Zdobyła szereg teatralnych nagród, m.in. za spektakl „I będą święta” (w 2012 r. na 41. OFTJA we Wrocławiu oraz na XII Ogólnopolskim Festiwalu Dramaturgii Współczesnej „Rzeczywistość przedstawiona” w Zabrzu, a także rok później na XXVIII Toruńskich Spotkaniach Teatrów Jednego Aktora) i za spektakl „Tato nie wraca” (w 2013 r. na IV Festiwalu Monodramu „Monoblok” – Grand Prix, w 2014 r. Nagrodę Miasta Gdańska przyznaną przez Pawła Szkotaka, oraz nagrody na XV Ogólnopolskim Festiwalu Teatrów Niezależnych i w 20. Ogólnopolskim Konkursie na Wystawienie Polskiej Sztuki Współczesnej).

Anna Gryszkówna jest aktorką i reżyser. Od 2004 r. należy do zespołu Teatru Narodowego. Jest absolwentką Wydziału Aktorskiego warszawskiej Akademii Teatralnej im. Aleksandra Zelwerowicza (2002), na tej uczelni studiowała także na Wydziale Reżyserii.

W Teatrze Narodowym grała w przedstawieniach m.in. Jerzego Grzegorzewskiego, Antoniny Grzegorzewskiej, Jerzego Jarockiego, Jana Englerta, Piotra Cieplaka, Bożeny Suchockiej, Michała Zadary, Macieja Prusa. Współpracowała też z innymi scenami warszawskimi: Teatrem Nowym, Teatrem Studio Buffo, Teatrem Stara ProchOFFnia, Teatrem na Woli im. T. Łomnickiego.

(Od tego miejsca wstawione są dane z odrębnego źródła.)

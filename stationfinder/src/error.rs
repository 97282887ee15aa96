//! Error types for the station finder core.
//!
//! None of these are fatal to the host application. Every variant has a
//! defined degraded behavior in the component that produces it.

use thiserror::Error;

use crate::sensor::SensorKind;
use crate::station::StationId;

/// Errors from the sensor layer.
#[derive(Debug, Clone, Error, PartialEq, Eq)]
pub enum SensorError {
    /// The user (or platform) denied access to the sensor.
    #[error("{0} permission denied")]
    PermissionDenied(SensorKind),

    /// The permission prompt did not resolve within the configured wait.
    #[error("{kind} permission request timed out after {waited_ms}ms")]
    PermissionTimeout { kind: SensorKind, waited_ms: u64 },
}

/// Errors from the directions collaborator.
#[derive(Debug, Clone, Error, PartialEq, Eq)]
pub enum DirectionsError {
    /// Transport-level failure.
    #[error("HTTP error: {0}")]
    Http(String),

    /// The service answered with a non-success status.
    #[error("HTTP {status} from directions service")]
    Status { status: u16 },

    /// The response body could not be decoded.
    #[error("Failed to parse directions response: {0}")]
    Parse(String),

    /// The service found no walking route between the two points.
    #[error("No route found")]
    NoRoute,

    /// The request did not finish within the configured wait.
    #[error("Directions request timed out after {0}ms")]
    Timeout(u64),

    /// A recorded route file could not be read.
    #[error("Failed to read route file {path}: {reason}")]
    Io { path: String, reason: String },
}

/// Errors surfaced by the navigation session controller.
#[derive(Debug, Clone, Error, PartialEq, Eq)]
pub enum NavigationError {
    /// Navigation needs a last known location to plan from.
    #[error("No known location to navigate from")]
    NoLocation,

    /// The directions service could not produce a route.
    #[error("Route to station {station} unavailable: {source}")]
    RouteUnavailable {
        station: StationId,
        #[source]
        source: DirectionsError,
    },

    /// The station is not part of the current station list.
    #[error("Unknown station: {0}")]
    UnknownStation(StationId),

    /// The operation needs an active session.
    #[error("No active navigation session")]
    NotNavigating,
}

/// Errors from loading or writing configuration.
#[derive(Debug, Error)]
pub enum ConfigError {
    /// I/O error reading or writing the file.
    #[error("I/O error: {0}")]
    Io(#[from] std::io::Error),

    /// The INI file could not be parsed.
    #[error("Failed to parse config file: {0}")]
    Parse(String),

    /// A value was present but could not be interpreted.
    #[error("Invalid value '{value}' for {section}.{key}")]
    InvalidValue {
        section: String,
        key: String,
        value: String,
    },

    /// No home directory could be determined for the default path.
    #[error("Could not determine home directory")]
    NoHomeDirectory,
}

impl From<ini::Error> for ConfigError {
    fn from(e: ini::Error) -> Self {
        match e {
            ini::Error::Io(io) => ConfigError::Io(io),
            ini::Error::Parse(p) => ConfigError::Parse(p.to_string()),
        }
    }
}

/// Errors from the engine as a whole.
#[derive(Debug, Error)]
pub enum EngineError {
    /// Navigation failed.
    #[error(transparent)]
    Navigation(#[from] NavigationError),

    /// A sensor could not be used.
    #[error(transparent)]
    Sensor(#[from] SensorError),

    /// Station data could not be loaded.
    #[error("Failed to load stations: {0}")]
    Stations(String),
}

#[cfg(test)]
mod tests {
    use super::*;

    #[test]
    fn test_route_unavailable_display() {
        let err = NavigationError::RouteUnavailable {
            station: StationId::from("st-7"),
            source: DirectionsError::NoRoute,
        };
        let msg = err.to_string();
        assert!(msg.contains("st-7"));
        assert!(msg.contains("No route found"));
    }

    #[test]
    fn test_route_file_error_display() {
        let err = DirectionsError::Io {
            path: "/tmp/route.json".to_string(),
            reason: "not found".to_string(),
        };
        assert_eq!(
            err.to_string(),
            "Failed to read route file /tmp/route.json: not found"
        );
    }

    #[test]
    fn test_permission_timeout_display() {
        let err = SensorError::PermissionTimeout {
            kind: SensorKind::Compass,
            waited_ms: 10_000,
        };
        assert!(err.to_string().contains("compass"));
        assert!(err.to_string().contains("10000ms"));
    }

    #[test]
    fn test_engine_error_from_navigation() {
        let err: EngineError = NavigationError::NoLocation.into();
        assert!(matches!(err, EngineError::Navigation(NavigationError::NoLocation)));
    }
}
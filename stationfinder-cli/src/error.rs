//! CLI error type.

use stationfinder::error::{ConfigError, DirectionsError, EngineError};
use thiserror::Error;

#[derive(Debug, Error)]
pub enum CliError {
    /// Configuration could not be loaded or written.
    #[error("Configuration error: {0}")]
    Config(#[from] ConfigError),

    /// Invalid command-line input.
    #[error("{0}")]
    Usage(String),

    /// Engine or station data failure.
    #[error(transparent)]
    Engine(#[from] EngineError),

    /// Directions client could not be built or the route file was unusable.
    #[error("Directions error: {0}")]
    Directions(#[from] DirectionsError),

    /// Sensor track could not be read.
    #[error("Failed to read track {path}: {reason}")]
    Track { path: String, reason: String },

    /// Logging could not be set up.
    #[error("Failed to initialize logging: {0}")]
    Logging(String),

    /// Runtime could not be created.
    #[error("I/O error: {0}")]
    Io(#[from] std::io::Error),
}
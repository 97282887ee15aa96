//! Explicitly owned session context.
//!
//! Values that outlive a single screen (theme, the fallback reference
//! coordinate, the read-only view of the fused location) are held here and
//! handed to the engine at construction instead of living in globals. The
//! startup order is fixed: theme is applied before the first camera command,
//! and the first camera placement uses the fused location if one exists,
//! otherwise the fallback.

use std::str::FromStr;

use crate::geo::LatLng;
use crate::map::{CameraUpdate, MapCommand, MapSurface};
use crate::sensor::LocationHandle;

/// Map style.
#[derive(Debug, Clone, Copy, PartialEq, Eq, Default)]
pub enum MapTheme {
    #[default]
    Light,
    Dark,
}

impl MapTheme {
    pub fn as_str(&self) -> &'static str {
        match self {
            MapTheme::Light => "light",
            MapTheme::Dark => "dark",
        }
    }
}

impl std::fmt::Display for MapTheme {
    fn fmt(&self, f: &mut std::fmt::Formatter<'_>) -> std::fmt::Result {
        f.write_str(self.as_str())
    }
}

impl FromStr for MapTheme {
    type Err = String;

    fn from_str(s: &str) -> Result<Self, Self::Err> {
        match s.trim().to_ascii_lowercase().as_str() {
            "light" => Ok(MapTheme::Light),
            "dark" => Ok(MapTheme::Dark),
            other => Err(format!("unknown theme '{}'", other)),
        }
    }
}

/// Session-scoped state shared by the engine's components.
#[derive(Debug, Clone)]
pub struct SessionContext {
    theme: MapTheme,
    fallback: LatLng,
    location: LocationHandle,
}

impl SessionContext {
    pub fn new(theme: MapTheme, fallback: LatLng, location: LocationHandle) -> Self {
        Self {
            theme,
            fallback,
            location,
        }
    }

    pub fn theme(&self) -> MapTheme {
        self.theme
    }

    /// Reference coordinate used when no location is known.
    pub fn fallback(&self) -> LatLng {
        self.fallback
    }

    /// Read-only view of the fused location.
    pub fn location(&self) -> &LocationHandle {
        &self.location
    }

    /// Latest fused coordinate, or the fallback.
    pub fn best_known_position(&self) -> LatLng {
        self.location
            .latest()
            .map(|fix| fix.sample.position())
            .unwrap_or(self.fallback)
    }

    /// First step of the startup sequence: style the map before anything
    /// is drawn.
    pub fn apply_theme(&self, map: &dyn MapSurface) {
        map.apply(MapCommand::SetTheme(self.theme));
    }

    /// Last step of the startup sequence, after location permission has
    /// resolved.
    pub fn place_initial_camera(&self, map: &dyn MapSurface, zoom: f64) {
        let center = self.best_known_position();
        map.apply(MapCommand::SetCamera(CameraUpdate::centered(center, zoom).instant()));
        tracing::info!(theme = %self.theme, center = %center, "Map initialized");
    }
}

#[cfg(test)]
mod tests {
    use super::*;
    use crate::map::RecordingMapSurface;
    use crate::sensor::LocationHandle;

    #[test]
    fn test_theme_from_str() {
        assert_eq!("Dark".parse::<MapTheme>().unwrap(), MapTheme::Dark);
        assert_eq!(" light ".parse::<MapTheme>().unwrap(), MapTheme::Light);
        assert!("sepia".parse::<MapTheme>().is_err());
    }

    #[test]
    fn test_theme_applied_before_first_camera() {
        let (_tx, handle) = LocationHandle::channel();
        let fallback = LatLng::new(48.137, 11.575);
        let context = SessionContext::new(MapTheme::Dark, fallback, handle);
        let map = RecordingMapSurface::new();

        context.apply_theme(&map);
        context.place_initial_camera(&map, 14.0);

        let commands = map.commands();
        assert_eq!(commands.len(), 2);
        assert_eq!(commands[0], MapCommand::SetTheme(MapTheme::Dark));
        match &commands[1] {
            MapCommand::SetCamera(update) => assert_eq!(update.center, Some(fallback)),
            other => panic!("unexpected command {:?}", other),
        }
    }
}
//! Native sensor platform seam.
//!
//! The platform owns the OS-level watches (geolocation watch, device
//! orientation listener). The core only asks for permission and opens or
//! cancels subscriptions; events flow back through an unbounded channel.
//!
//! Every open watch is represented by a [`Subscription`] handle. Cancelling
//! is idempotent and dropping the handle cancels it, so a watch can never
//! outlive its owner.

use std::collections::HashMap;

use futures::future::BoxFuture;
use parking_lot::Mutex;
use tokio::sync::mpsc;
use tokio_util::sync::CancellationToken;

use super::types::{SensorEvent, SensorKind};

/// Handle to one open sensor watch.
#[derive(Debug)]
pub struct Subscription {
    kind: SensorKind,
    token: CancellationToken,
}

impl Subscription {
    pub fn new(kind: SensorKind) -> Self {
        Self {
            kind,
            token: CancellationToken::new(),
        }
    }

    pub fn kind(&self) -> SensorKind {
        self.kind
    }

    /// Token the platform watches to stop delivering events.
    pub fn token(&self) -> CancellationToken {
        self.token.clone()
    }

    /// Stop the watch. Safe to call any number of times.
    pub fn cancel(&self) {
        if !self.token.is_cancelled() {
            tracing::debug!(sensor = %self.kind, "Sensor subscription cancelled");
            self.token.cancel();
        }
    }

    pub fn is_active(&self) -> bool {
        !self.token.is_cancelled()
    }
}

impl Drop for Subscription {
    fn drop(&mut self) {
        self.token.cancel();
    }
}

/// OS sensor APIs as seen by the core.
///
/// Uses `BoxFuture` so the trait stays dyn-compatible.
pub trait SensorPlatform: Send + Sync {
    /// Prompt for access. Resolves `true` when granted.
    fn request_permission(&self, kind: SensorKind) -> BoxFuture<'static, bool>;

    /// Open a watch delivering events to `events` until the returned
    /// subscription is cancelled.
    fn subscribe(
        &self,
        kind: SensorKind,
        events: mpsc::UnboundedSender<SensorEvent>,
    ) -> Subscription;
}

/// How [`ManualSensorPlatform`] answers permission prompts.
#[derive(Debug, Clone, Copy, PartialEq, Eq)]
pub enum PermissionAnswer {
    Grant,
    Deny,
    /// Never resolve, as a prompt the user ignores.
    Ignore,
}

#[derive(Debug)]
struct OpenWatch {
    kind: SensorKind,
    token: CancellationToken,
    events: mpsc::UnboundedSender<SensorEvent>,
}

#[derive(Debug, Default)]
struct ManualInner {
    answers: HashMap<SensorKind, PermissionAnswer>,
    watches: Vec<OpenWatch>,
    opened: HashMap<SensorKind, usize>,
    prompts: HashMap<SensorKind, usize>,
}

/// Platform whose events are pushed in by the host.
///
/// Used when the host receives sensor callbacks itself (or replays a recorded
/// track) and forwards them. Events are only delivered while a matching
/// subscription is open.
#[derive(Debug, Default)]
pub struct ManualSensorPlatform {
    inner: Mutex<ManualInner>,
}

impl ManualSensorPlatform {
    /// Platform that grants both sensors.
    pub fn granting() -> Self {
        let platform = Self::default();
        platform.set_answer(SensorKind::Location, PermissionAnswer::Grant);
        platform.set_answer(SensorKind::Compass, PermissionAnswer::Grant);
        platform
    }

    pub fn set_answer(&self, kind: SensorKind, answer: PermissionAnswer) {
        self.inner.lock().answers.insert(kind, answer);
    }

    /// Deliver an event to the open watch of its kind.
    ///
    /// Returns `false` when no watch is open for it.
    pub fn push(&self, event: SensorEvent) -> bool {
        let kind = match event {
            SensorEvent::Location(_) => SensorKind::Location,
            SensorEvent::Orientation(_) => SensorKind::Compass,
        };

        let mut inner = self.inner.lock();
        inner.watches.retain(|w| !w.token.is_cancelled());
        inner
            .watches
            .iter()
            .filter(|w| w.kind == kind)
            .fold(false, |delivered, w| w.events.send(event).is_ok() || delivered)
    }

    /// Number of watches of `kind` that are still open.
    pub fn active_subscriptions(&self, kind: SensorKind) -> usize {
        self.inner
            .lock()
            .watches
            .iter()
            .filter(|w| w.kind == kind && !w.token.is_cancelled())
            .count()
    }

    /// Number of watches of `kind` ever opened.
    pub fn opened_subscriptions(&self, kind: SensorKind) -> usize {
        self.inner.lock().opened.get(&kind).copied().unwrap_or(0)
    }

    /// Number of permission prompts shown for `kind`.
    pub fn permission_prompts(&self, kind: SensorKind) -> usize {
        self.inner.lock().prompts.get(&kind).copied().unwrap_or(0)
    }
}

impl SensorPlatform for ManualSensorPlatform {
    fn request_permission(&self, kind: SensorKind) -> BoxFuture<'static, bool> {
        let answer = {
            let mut inner = self.inner.lock();
            *inner.prompts.entry(kind).or_default() += 1;
            inner.answers.get(&kind).copied().unwrap_or(PermissionAnswer::Deny)
        };

        match answer {
            PermissionAnswer::Grant => Box::pin(async { true }),
            PermissionAnswer::Deny => Box::pin(async { false }),
            PermissionAnswer::Ignore => Box::pin(futures::future::pending()),
        }
    }

    fn subscribe(
        &self,
        kind: SensorKind,
        events: mpsc::UnboundedSender<SensorEvent>,
    ) -> Subscription {
        let subscription = Subscription::new(kind);
        let mut inner = self.inner.lock();
        *inner.opened.entry(kind).or_default() += 1;
        inner.watches.push(OpenWatch {
            kind,
            token: subscription.token(),
            events,
        });
        tracing::debug!(sensor = %kind, "Sensor subscription opened");
        subscription
    }
}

Jej debiutem reżyserskim w 2016 r. był spektakl „Przesilenie” na podstawie dramatu Davida Greiga i Gordona McIntyre’a (koprodukcja Teatru Nowego im. T. Łomnickiego w Poznaniu i Teatru Miejskiego w Lesznie). Rok później interpretowała Williama Shakespeare’a – w Teatrze im. L. Solskiego w Tarnowie przygotowała „Poskromienie złośnicy”. Za reżyserię tego przedstawienia otrzymała indywidualne wyróżnienie w 25. Konkursie Złotego Yoricka w Gdańsku (2018).